Safety metrics must be defined according to the potential harms arising if the AI fails at its specific job. For example, Shifat Islam and colleagues note that AI-based triage systems (a specific job) can outperform traditional methods if implemented correctly, but the adoption of such systems hinges on addressing transparency and ethical considerations for that task.40 Transparency is key: the AI’s operational domain (the task it performs), the data it uses for that job, its limitations, and potential consequences of task failure must be clearly communicated. Anastasiya Kiseleva and colleagues propose a multilayered system of accountabilities for AI’s job performance, emphasizing transparency for safety and informed choices.41 The use of non-purpose-built AI for clinical tasks they were not designed for carries unmitigated safety risks, underscoring the importance of this task-focused approach.

 

A photo of Alison Darcy, a person with light skin and long gray-brown hair, wearing a green top and facing the viewer.

Alison Darcy
 

The answer to this question is defined by the intended use of the tool that deploys AI, the setting, the population, and the extent of the data that supports the deployment of the tool therein.

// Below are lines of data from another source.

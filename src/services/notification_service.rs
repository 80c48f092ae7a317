use anyhow::Result;
use chrono::{DateTime, NaiveDate, Utc};
use sqlx::{PgConnection, PgPool};
use uuid::Uuid;

use crate::models::{
    NewNotification, Notification, NotificationQuery, ReminderSettings,
    UpdateReminderSettingsRequest,
};

#[derive(Clone)]
pub struct NotificationService {
    db: PgPool,
}

impl NotificationService {
    pub fn new(db: PgPool) -> Self {
        Self { db }
    }

    /// Newest first
    pub async fn list(&self, user_id: Uuid, query: NotificationQuery) -> Result<Vec<Notification>> {
        let limit = query.limit.unwrap_or(50).clamp(1, 100);
        let offset = query.offset.unwrap_or(0).max(0);

        let notifications = sqlx::query_as::<_, Notification>(
            r#"
            SELECT * FROM notifications
            WHERE user_id = $1 AND (NOT $2 OR read_at IS NULL)
            ORDER BY created_at DESC
            LIMIT $3 OFFSET $4
            "#,
        )
        .bind(user_id)
        .bind(query.unread_only)
        .bind(limit)
        .bind(offset)
        .fetch_all(&self.db)
        .await?;

        Ok(notifications)
    }

    pub async fn unread_count(&self, user_id: Uuid) -> Result<i64> {
        let count = sqlx::query_scalar::<_, i64>(
            "SELECT COUNT(*) FROM notifications WHERE user_id = $1 AND read_at IS NULL",
        )
        .bind(user_id)
        .fetch_one(&self.db)
        .await?;

        Ok(count)
    }

    /// Keeps the first read time when called again
    pub async fn mark_read(&self, notification_id: Uuid, user_id: Uuid) -> Result<Option<Notification>> {
        let notification = sqlx::query_as::<_, Notification>(
            r#"
            UPDATE notifications SET read_at = COALESCE(read_at, NOW())
            WHERE id = $1 AND user_id = $2
            RETURNING *
            "#,
        )
        .bind(notification_id)
        .bind(user_id)
        .fetch_optional(&self.db)
        .await?;

        Ok(notification)
    }

    pub async fn mark_all_read(&self, user_id: Uuid) -> Result<u64> {
        let result = sqlx::query(
            "UPDATE notifications SET read_at = NOW() WHERE user_id = $1 AND read_at IS NULL",
        )
        .bind(user_id)
        .execute(&self.db)
        .await?;

        Ok(result.rows_affected())
    }

    pub async fn delete(&self, notification_id: Uuid, user_id: Uuid) -> Result<bool> {
        let result = sqlx::query("DELETE FROM notifications WHERE id = $1 AND user_id = $2")
            .bind(notification_id)
            .bind(user_id)
            .execute(&self.db)
            .await?;

        Ok(result.rows_affected() > 0)
    }

    pub async fn mark_emailed(&self, notification_id: Uuid) -> Result<()> {
        sqlx::query("UPDATE notifications SET emailed = TRUE WHERE id = $1")
            .bind(notification_id)
            .execute(&self.db)
            .await?;

        Ok(())
    }

    /// Creates the default row for accounts that predate reminder settings
    pub async fn get_reminder_settings(&self, user_id: Uuid) -> Result<ReminderSettings> {
        sqlx::query("INSERT INTO reminder_settings (user_id) VALUES ($1) ON CONFLICT (user_id) DO NOTHING")
            .bind(user_id)
            .execute(&self.db)
            .await?;

        let settings = sqlx::query_as::<_, ReminderSettings>(
            "SELECT * FROM reminder_settings WHERE user_id = $1",
        )
        .bind(user_id)
        .fetch_one(&self.db)
        .await?;

        Ok(settings)
    }

    pub async fn update_reminder_settings(
        &self,
        user_id: Uuid,
        request: UpdateReminderSettingsRequest,
    ) -> Result<ReminderSettings> {
        let reminder_time = request.parsed_time()?;

        let settings = sqlx::query_as::<_, ReminderSettings>(
            r#"
            INSERT INTO reminder_settings (user_id, enabled, reminder_time, message, email_enabled)
            VALUES (
                $1,
                COALESCE($2, FALSE),
                COALESCE($3, TIME '08:00'),
                COALESCE($4, 'Time to move! Log a workout or go for a walk today.'),
                COALESCE($5, FALSE)
            )
            ON CONFLICT (user_id) DO UPDATE SET
                enabled = COALESCE($2, reminder_settings.enabled),
                reminder_time = COALESCE($3, reminder_settings.reminder_time),
                message = COALESCE($4, reminder_settings.message),
                email_enabled = COALESCE($5, reminder_settings.email_enabled),
                updated_at = NOW()
            RETURNING *
            "#,
        )
        .bind(user_id)
        .bind(request.enabled)
        .bind(reminder_time)
        .bind(request.message.as_deref().map(str::trim))
        .bind(request.email_enabled)
        .fetch_one(&self.db)
        .await?;

        Ok(settings)
    }

    /// Enabled reminders whose time has passed today and that have not fired today
    pub async fn due_reminders(&self, now: DateTime<Utc>) -> Result<Vec<ReminderSettings>> {
        let candidates = sqlx::query_as::<_, ReminderSettings>(
            r#"
            SELECT * FROM reminder_settings
            WHERE enabled AND (last_sent_on IS NULL OR last_sent_on < $1)
            "#,
        )
        .bind(now.date_naive())
        .fetch_all(&self.db)
        .await?;

        Ok(candidates
            .into_iter()
            .filter(|settings| settings.is_due(now))
            .collect())
    }

    /// Claims today's reminder and logs its notification in one transaction.
    /// `None` when another run already claimed the day.
    pub async fn log_daily_reminder(
        &self,
        settings: &ReminderSettings,
        today: NaiveDate,
    ) -> Result<Option<Notification>> {
        let mut tx = self.db.begin().await?;

        let claimed = sqlx::query(
            r#"
            UPDATE reminder_settings SET last_sent_on = $2
            WHERE user_id = $1 AND (last_sent_on IS NULL OR last_sent_on < $2)
            "#,
        )
        .bind(settings.user_id)
        .bind(today)
        .execute(&mut *tx)
        .await?
        .rows_affected()
            > 0;

        if !claimed {
            return Ok(None);
        }

        let notification = insert_notification(
            &mut tx,
            NewNotification::daily_reminder(settings.user_id, &settings.message),
        )
        .await?;
        tx.commit().await?;

        Ok(Some(notification))
    }
}

/// Runs on the caller's connection so the insert can share its transaction
pub async fn insert_notification(
    conn: &mut PgConnection,
    notification: NewNotification,
) -> Result<Notification> {
    let created = sqlx::query_as::<_, Notification>(
        r#"
        INSERT INTO notifications (id, user_id, kind, title, message)
        VALUES ($1, $2, $3, $4, $5)
        RETURNING *
        "#,
    )
    .bind(Uuid::new_v4())
    .bind(notification.user_id)
    .bind(notification.kind)
    .bind(&notification.title)
    .bind(&notification.message)
    .fetch_one(conn)
    .await?;

    tracing::debug!("Created {:?} notification for user {}", created.kind, created.user_id);
    Ok(created)
}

While the area of therapeutic chatbots is unhelpfully gray, by embedding safety into product design and development and then ensuring ongoing safety governance, we took an unusually risk-mitigating posture in the development and deployment of our conversational agent to support individuals’ mental health.

Safety by design

Safety and ethical design must be embedded into every aspect of product design and development. But, while various laws and certifications govern good data protection (e.g., HIPAA and HITRUST) and manufacturing standards (e.g., ISO 13485:2016), in health care settings, which design practices will best ensure safety are not always obvious when a technology is new. We found that a first-principles approach to product design was beneficial. When approaching privacy, for example, we were inspired by Europe’s General Data Protection Regulation, which states that individuals should own their data and have the ability to delete it. We thus designed Woebot so people could simply ask it to delete their data while conversing with it, rather than having to seek out complicated settings or pursue lengthy exchanges with customer support. We also firmly believe that consent for any use of an individual’s data should be sought only after offering a plain-language description of each and every use.

Another hugely important safety principle is ensuring that individuals understand the nature of the service, its intended use, and its limitations—otherwise known as informed consent. In mental health, especially for new kinds of services, eliminating misunderstandings, however small, about the nature of the service is a central safety issue. In 2017, when we launched Woebot, chatbots often tried to pass as human beings. Woebot thus proudly declares itself to be a software “robot” not only during its first conversation with a user but many times after. In fact, we rather belabored the point using the mechanism of fictional character development. Woebot had a cartoon robot appearance, robot friends, and robot bad habits (drinking too much hot oil when stressed). Lest it be mistaken for an entity that can intervene, Woebot also (over)stated that it was not a crisis service and that no human would be reading what the user writes in real time. We also reminded people of this (in addition to including standard warnings and offers to redirect users to appropriate emergency services if needed) when Woebot detects language that could be considered concerning, redirecting them to human-based services.

Safety governance architecture for a regulated product

The core objective of safety governance is to ensure the ongoing safety of all individuals who come into contact with the technology and to do so with a broad enough scope that it also directly or indirectly captures unintended or unanticipated harms as a result of the experience.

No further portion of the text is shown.